Periodically high cpu cost

flymin

Dabbler
Joined
Oct 8, 2022
Messages
10
Hi,
I observe periodically high cpu costs on my TrueNAS scale system (22.12-beta.1). Is this the normal case? I check by `htop` as shown below:
1665283311596.png

Does somebody know what the process (dockerd -H fd://) concerns and is it possible to disable them?
 

flymin

Dabbler
Joined
Oct 8, 2022
Messages
10
Update:
I do notice that this is related to docker/docker-socket service. If I totally stop docker, there is no such situation. However, without docker, I cannot start my truecharts apps. I think this is a kubernetes-based system. Why do all apps actually run in docker?
I do observe some errors from the docker status, I think I can get rid of them with TrueTools. However, there are still some periodical jobs with docker.
1665325173933.png

Why do we need these jobs running up and down all the time?
 

shimian5

Dabbler
Joined
Dec 16, 2014
Messages
43
I am having the exact same issue as you. Were you able to pinpoint how to get this under control?
 

shimian5

Dabbler
Joined
Dec 16, 2014
Messages
43
I opened a ticket for this, as I cannot figure out the resolution to it. I don't see any obvious issues, the issue even occurs with very few containers running.

 

c77dk

Patron
Joined
Nov 27, 2019
Messages
468
As you stated the system is using k8s - but this also means you need a CRI, which in this case is Docker. So kill Docker, and you kill the CRI.
Take a closer look at the PODs running and see if you are able to apply some resource-limits on them, if you think they use too much cpu
 

shimian5

Dabbler
Joined
Dec 16, 2014
Messages
43
As you stated the system is using k8s - but this also means you need a CRI, which in this case is Docker. So kill Docker, and you kill the CRI.
Take a closer look at the PODs running and see if you are able to apply some resource-limits on them, if you think they use too much cpu
this issue occurs even with no or few pods running. Just starting one pod causes dockerd to consume 600-1000% of CPU for short bursts.
 

sstruke

Dabbler
Joined
Feb 2, 2017
Messages
37
TrueNAS SCALE Bluefin is not even possible to test because of such a high CPU consumption, they messed something up !!!:mad::confused:o_O
All the changes I tried didn't help at all.
 

shimian5

Dabbler
Joined
Dec 16, 2014
Messages
43
I was told it was a known issue in my Jira ticket but not offered an explanation as to why it's so vastly different from 22.02. They told me it had to do with the docker zfs driver but to my knowledge 22.02 uses the same setup... so yeah I dont know.
 

espenfjo

Cadet
Joined
Aug 15, 2022
Messages
9
22.12 is impacted because of an updated k3s. Kubernetes and k3s has decided to move away from dockershim as their main container backend, which you can start learning about by heading here.
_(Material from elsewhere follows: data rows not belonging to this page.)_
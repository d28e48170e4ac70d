use crate::domain::catalog::featured_listings;
use crate::domain::{ContactSubmission, FilterSelection, ListingFilter};
use crate::errors::ServerError;
use crate::responses::{
    html_response, html_response_with_status, json_response, stylesheet_response, ResultResp,
};
use crate::templates::{self, ContactFormState};
use astra::Request;
use chrono::Datelike;
use std::io::Read;
use url::form_urlencoded;

/// Largest contact-form body we read.
const MAX_FORM_BYTES: u64 = 64 * 1024;

const ROUTES: &[&str] = &["/", "/properties", "/api/listings", "/contact", "/static/main.css"];

/// Immutable state shared by every worker.
pub struct Site {
    filter: ListingFilter,
}

impl Site {
    pub fn new(filter: ListingFilter) -> Self {
        Self { filter }
    }

    pub fn filter(&self) -> &ListingFilter {
        &self.filter
    }
}

impl Default for Site {
    fn default() -> Self {
        Self::new(ListingFilter::new(featured_listings()))
    }
}

pub fn handle(mut req: Request, site: &Site) -> ResultResp {
    let method = req.method().as_str().to_owned();
    let path = req.uri().path().to_owned();
    tracing::debug!(%method, %path, "request");

    match (method.as_str(), path.as_str()) {
        ("GET", "/") => {
            let selection = selection(&req, site)?;
            let view = site.filter().view(selection);
            html_response(templates::pages::home_page(
                &view,
                &ContactFormState::Blank,
                current_year(),
            ))
        }
        ("GET", "/properties") => {
            let selection = selection(&req, site)?;
            html_response(templates::listings_section(&site.filter().view(selection)))
        }
        ("GET", "/api/listings") => {
            let selection = selection(&req, site)?;
            json_response(&site.filter().view(selection))
        }
        ("POST", "/contact") => contact(&mut req, site),
        ("GET", "/static/main.css") => stylesheet_response(),

        (_, p) if ROUTES.contains(&p) => Err(ServerError::MethodNotAllowed),
        _ => Err(ServerError::NotFound),
    }
}

fn contact(req: &mut Request, site: &Site) -> ResultResp {
    let partial = is_htmx(req);

    // One byte past the limit tells an oversized body apart from a full one.
    let mut body = Vec::new();
    req.body_mut()
        .reader()
        .take(MAX_FORM_BYTES + 1)
        .read_to_end(&mut body)
        .map_err(|e| ServerError::BadRequest(format!("unreadable form body: {e}")))?;
    if body.len() as u64 > MAX_FORM_BYTES {
        return Err(ServerError::PayloadTooLarge);
    }

    let form = ContactSubmission::from_pairs(form_urlencoded::parse(&body));
    let (status, state) = match form.validate() {
        Ok(()) => {
            tracing::info!(
                name = %form.full_name(),
                email = %form.email,
                phone = %form.phone,
                message_len = form.message.len(),
                "contact form submitted"
            );
            (200, ContactFormState::Sent)
        }
        Err(err) => {
            tracing::warn!("contact form rejected: {err}");
            let error = err.to_string();
            (400, ContactFormState::Invalid { form, error })
        }
    };

    // htmx only swaps 2xx responses, so the re-rendered card goes out as 200.
    if partial {
        return html_response(templates::contact_card(&state));
    }

    let view = site.filter().view(FilterSelection::default());
    html_response_with_status(
        status,
        templates::pages::home_page(&view, &state, current_year()),
    )
}

fn selection(req: &Request, site: &Site) -> Result<FilterSelection, ServerError> {
    Ok(site.filter().selection_from_query(parse_query(req))?)
}

fn parse_query(req: &Request) -> Vec<(String, String)> {
    req.uri()
        .query()
        .map(|q| form_urlencoded::parse(q.as_bytes()).into_owned().collect())
        .unwrap_or_default()
}

fn is_htmx(req: &Request) -> bool {
    req.headers()
        .get("HX-Request")
        .and_then(|v| v.to_str().ok())
        .is_some_and(|v| v == "true")
}

fn current_year() -> i32 {
    chrono::Local::now().year()
}
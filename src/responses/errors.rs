use crate::errors::ServerError;
use crate::templates::error_page;
use astra::{Body, Response, ResponseBuilder};

pub use crate::errors::ResultResp;

/// Convert a ServerError into a proper HTML response page
pub fn html_error_response(err: ServerError) -> Response {
    let status = err.status();
    let message = match &err {
        ServerError::BadRequest(msg) => msg.clone(),
        other => other.to_string(),
    };

    ResponseBuilder::new()
        .status(status)
        .header("Content-Type", mime::TEXT_HTML_UTF_8.as_ref())
        .body(Body::from(error_page(status, &message).into_string()))
        .unwrap_or_else(|_| Response::new(Body::from("Internal Server Error")))
}
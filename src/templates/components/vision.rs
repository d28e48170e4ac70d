use crate::domain::catalog::{STATS, VISION_FEATURES};
use crate::templates::components::icon::icon;
use crate::templates::components::section_heading;
use maud::{html, Markup};

pub fn vision_stats() -> Markup {
    html! {
        section class="section vision" {
            (section_heading("Who We Are", html! { "Exceptional Living Spaces" }))
            p class="lead" {
                "Founded with a passion for exceptional living spaces, we are committed to "
                "quality, innovation, and client satisfaction."
            }
            dl class="stats" {
                @for stat in STATS {
                    div class="stat" {
                        dt { (stat.prefix) (stat.value) (stat.suffix) }
                        dd { (stat.label) }
                    }
                }
            }
            div class="vision-features" {
                @for feature in VISION_FEATURES {
                    article {
                        (icon(feature.icon))
                        h3 { (feature.title) }
                        p { (feature.description) }
                    }
                }
            }
        }
    }
}
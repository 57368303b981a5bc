//! Test fixtures built from the real catalog

#![allow(dead_code)] // Not every suite uses every fixture

use shared::{catalog, DrawResult, Item, ItemKind};

pub struct TestFixtures;

impl TestFixtures {
    pub const SEEDS: u64 = 500;

    /// Two healers and three non-healers
    pub fn small_pool() -> Vec<Item> {
        catalog::select(&["ysxj", "ljyd", "bxj", "hjy", "axzy"])
    }

    pub fn healers() -> Vec<Item> {
        catalog::by_kind(ItemKind::Healer).into_iter().cloned().collect()
    }

    pub fn roster(len: usize) -> Vec<String> {
        (1..=len).map(|n| format!("Player {n}")).collect()
    }

    pub fn healer_count(results: &[DrawResult]) -> usize {
        results.iter().filter(|r| r.is_healer()).count()
    }

    pub fn healer_pool_size(pool: &[Item]) -> usize {
        pool.iter().filter(|item| item.is_healer()).count()
    }
}
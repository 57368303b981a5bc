//! Trait definitions with mockall annotations for testing
//!
//! Service seams used by the binary and mocked in tests.

use shared::logging;

use crate::config::LotteryConfig;
use crate::error::LotteryResult;
use crate::session::DrawSession;

/// Persistence of user preferences across sessions
#[mockall::automock]
#[async_trait::async_trait]
pub trait PreferenceStore: Send + Sync {
    /// Load stored preferences
    ///
    /// # Returns
    /// `Ok(None)` when nothing has been stored yet
    async fn load(&self) -> LotteryResult<Option<LotteryConfig>>;

    /// Store preferences, replacing anything stored before
    async fn save(&self, config: &LotteryConfig) -> LotteryResult<()>;
}

/// Load stored preferences or fall back to defaults.
///
/// Stored preferences that break roster or quota limits are rejected.
pub async fn load_or_default<S: PreferenceStore + ?Sized>(store: &S) -> LotteryResult<LotteryConfig> {
    match store.load().await? {
        Some(config) => {
            config.validate()?;
            Ok(config)
        }
        None => Ok(LotteryConfig::default()),
    }
}

/// Store the configuration of `session`.
///
/// Failures are logged against the session and returned unchanged.
pub async fn save_session<S: PreferenceStore + ?Sized>(store: &S, session: &DrawSession) -> LotteryResult<()> {
    if let Err(e) = store.save(session.config()).await {
        logging::log_error(session.id(), "Saving preferences", &e);
        return Err(e);
    }
    logging::log_success(session.id(), "Preferences saved");
    Ok(())
}
//! Core shared types and identifiers

use serde::{Deserialize, Serialize};
use std::fmt;
use std::str::FromStr;
use uuid::Uuid;

use crate::errors::SharedError;

/// Unique identifier for a draw session
#[derive(Clone, Debug, PartialEq, Eq, Hash, Serialize, Deserialize)]
pub struct SessionId(Uuid);

impl SessionId {
    pub fn new() -> Self {
        Self(Uuid::new_v4())
    }
}

impl Default for SessionId {
    fn default() -> Self {
        Self::new()
    }
}

impl fmt::Display for SessionId {
    fn fmt(&self, f: &mut fmt::Formatter<'_>) -> fmt::Result {
        write!(f, "{}", self.0)
    }
}

/// Kind of an internal skill as listed in the catalog
#[derive(Debug, Clone, Copy, PartialEq, Eq, Hash, Serialize, Deserialize)]
#[serde(rename_all = "lowercase")]
pub enum ItemKind {
    Internal,
    External,
    Healer,
}

impl ItemKind {
    pub fn as_str(&self) -> &'static str {
        match self {
            ItemKind::Internal => "internal",
            ItemKind::External => "external",
            ItemKind::Healer => "healer",
        }
    }

    /// Category used by the team draw quota
    pub fn category(&self) -> Category {
        match self {
            ItemKind::Healer => Category::Healer,
            ItemKind::Internal | ItemKind::External => Category::NonHealer,
        }
    }
}

impl fmt::Display for ItemKind {
    fn fmt(&self, f: &mut fmt::Formatter<'_>) -> fmt::Result {
        write!(f, "{}", self.as_str())
    }
}

/// Healer / non-healer split relevant to the team draw
#[derive(Debug, Clone, Copy, PartialEq, Eq, Hash, Serialize, Deserialize)]
#[serde(rename_all = "snake_case")]
pub enum Category {
    Healer,
    NonHealer,
}

/// A drawable item. Immutable once built.
#[derive(Debug, Clone, PartialEq, Eq, Serialize, Deserialize)]
pub struct Item {
    pub id: String,
    pub name: String,
    pub kind: ItemKind,
    pub image: String,
}

impl Item {
    pub fn new(id: &str, name: &str, kind: ItemKind, image: &str) -> Self {
        Self {
            id: id.to_string(),
            name: name.to_string(),
            kind,
            image: image.to_string(),
        }
    }

    pub fn category(&self) -> Category {
        self.kind.category()
    }

    pub fn is_healer(&self) -> bool {
        self.category() == Category::Healer
    }
}

/// Draw mode selected by the user
#[derive(Debug, Clone, Copy, PartialEq, Eq, Default, Serialize, Deserialize)]
#[serde(rename_all = "lowercase")]
pub enum DrawMode {
    #[default]
    Single,
    Team,
    Custom,
}

impl fmt::Display for DrawMode {
    fn fmt(&self, f: &mut fmt::Formatter<'_>) -> fmt::Result {
        match self {
            DrawMode::Single => write!(f, "single"),
            DrawMode::Team => write!(f, "team"),
            DrawMode::Custom => write!(f, "custom"),
        }
    }
}

impl FromStr for DrawMode {
    type Err = SharedError;

    fn from_str(s: &str) -> Result<Self, Self::Err> {
        match s.to_lowercase().as_str() {
            "single" => Ok(DrawMode::Single),
            "team" => Ok(DrawMode::Team),
            "custom" => Ok(DrawMode::Custom),
            _ => Err(SharedError::UnknownMode { input: s.to_string() }),
        }
    }
}

/// One drawn entry as handed to the presentation layer
#[derive(Debug, Clone, PartialEq, Eq, Serialize, Deserialize)]
pub struct DrawResult {
    pub id: String,
    pub name: String,
    /// Image reference, absent for custom labels
    pub image: Option<String>,
    /// Absent for custom labels, which carry no healer distinction
    pub category: Option<Category>,
    /// Roster slot index (team draws only)
    pub slot: Option<usize>,
    /// Roster label of the slot (team draws only)
    pub member: Option<String>,
}

impl DrawResult {
    pub fn from_item(item: &Item) -> Self {
        Self {
            id: item.id.clone(),
            name: item.name.clone(),
            image: Some(item.image.clone()),
            category: Some(item.category()),
            slot: None,
            member: None,
        }
    }

    pub fn for_slot(item: &Item, slot: usize, member: &str) -> Self {
        Self {
            slot: Some(slot),
            member: Some(member.to_string()),
            ..Self::from_item(item)
        }
    }

    pub fn is_healer(&self) -> bool {
        self.category == Some(Category::Healer)
    }
}

/// Outcome of a single user-triggered draw
#[derive(Debug, Clone, PartialEq, Eq, Serialize, Deserialize)]
#[serde(tag = "type", content = "results", rename_all = "lowercase")]
pub enum DrawOutcome {
    Single(DrawResult),
    Team(Vec<DrawResult>),
}

impl DrawOutcome {
    pub fn results(&self) -> &[DrawResult] {
        match self {
            DrawOutcome::Single(result) => std::slice::from_ref(result),
            DrawOutcome::Team(results) => results,
        }
    }
}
This has resulted in several changes needed for how k3s/k8s and zfs interacts which each other, and it seems like they (IX) have landed on using overlayfs as a base instead of zfs datasets and snapshots like it was on 22.02. It is a bumpy road right now, but as you can see from the Jira and github issues linked in my previous post they are on top of it and it will likely/hopefully be solved by RC1.

If you want to dabble with the BETAs as they are right now you could probably download k3s v1.23.something from the k3s github and use that instead of the bundled version (1.24). This works.. kinda.. at least its better than nothing right now.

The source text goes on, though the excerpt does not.